Traditional processes primarily include physical, chemical, and biological methods. However, these processes exhibit several limitations, especially in treating high-concentration, refractory landfill leachate.

     1. Physical Methods: Techniques such as sedimentation and filtration can only remove suspended solids (SS) and particulate matter (PM). They are ineffective at removing pollutants like dissolved organic matter and ammonia nitrogen.

     2. Chemical Methods: Methods like the coagulation, sedimentation, and oxidation can remove some organic matter and ammonia nitrogen. However, the processes require large quantities of chemical agents, which not only increases treatment costs but may also cause secondary pollution.

     3. Biological Methods: Methods like the activated sludge process and bio-membrane processes can degrade organic matter to some extent. Meanwhile, they exhibit poor efficiency at removing high concentrations of pollutants like ammonia nitrogen and heavy metals. Furthermore, the biological treatment process is easily affected by fluctuations in water quality and quantity, resulting in poor stability.

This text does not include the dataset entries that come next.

pub mod content_store;

// Re-export commonly used items
pub use content_store::{now_iso8601, slugify, ContentStore, StoreError, Transaction};
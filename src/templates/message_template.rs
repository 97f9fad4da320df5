use askama::Template;

/// Bare page carrying one escaped message, used for error responses.
#[derive(Template)]
#[template(path = "message.html")]
pub struct MessageTemplate<'a> {
    pub message: &'a str,
}
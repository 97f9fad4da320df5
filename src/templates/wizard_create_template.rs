use askama::Template;

use crate::models::CurrentUser;
use crate::wizard::forms::FieldView;

/// Default step-two template shared by the built-in entries.
#[derive(Template)]
#[template(path = "wizard/create.html")]
pub struct WizardCreateTemplate {
    pub current_user: CurrentUser,
    pub language: String,
    pub action_url: String,
    pub management_field: &'static str,
    pub goto_field: &'static str,
    pub current_step: String,
    pub back_step: String,
    pub step_number: usize,
    pub step_count: usize,
    pub entry_title: String,
    pub entry_description: String,
    pub non_field_errors: Vec<String>,
    pub hidden_fields: Vec<FieldView>,
    pub required_fields: Vec<FieldView>,
    pub optional_fields: Vec<FieldView>,
    pub optional_open: bool,
}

The new treatment process utilizes the Cyclonic Dissolved Ozone Flotation Unit (CDOF), demonstrating outstanding performance.

Principles of CDOF

CODF integrates multiple advanced technologies, including ozone multi-catalytic oxidation, hydrodynamic cavitation, and cyclonic gas flotation. Its core mechanism relies on ozone, under the effect of catalysts, generating highly reactive species such as hydroxyl radicals with strong oxidation. These reactive substances undergo redox reactions with pollutants (such as organic matter and ammonia nitrogen) in the landfill leachate. They break down large organic molecules into smaller ones, or even directly oxidize them into carbon dioxide and water, while simultaneously converting ammonia nitrogen into harmless substances like nitrogen gas, thereby achieving the goal of pollutant removal.

Advantages of the New Process

     1. High Efficiency: After treatment by the CDOF unit, the chemical oxygen demand (COD) of the effluent can be reduced to below 400 mg/L, with a chromaticity of ≤ 30 and no unusual odor. When combined with a Biological Aerated Filter (BAF) for treating landfill leachate concentrate, the effluent quality can meet the GB16889-2008 standard.

     2. Stable and Reliable: The new process demonstrates outstanding resistance to shock loads, effectively handling various complex water quality conditions and ensuring treatment efficiency remains at a high level. Furthermore, the effluent quality is consistently stable and reliable, meeting stringent discharge standards.

     3. Environmentally-Friendly: The process features a concise and highly efficient design, relying primarily on physical methods as the core treatment approach. This avoids the use of chemical agents, reducing the risk of secondary pollution. Additionally, the system generates minimal oily sludge, significantly lowering the difficulty and cost of subsequent disposal.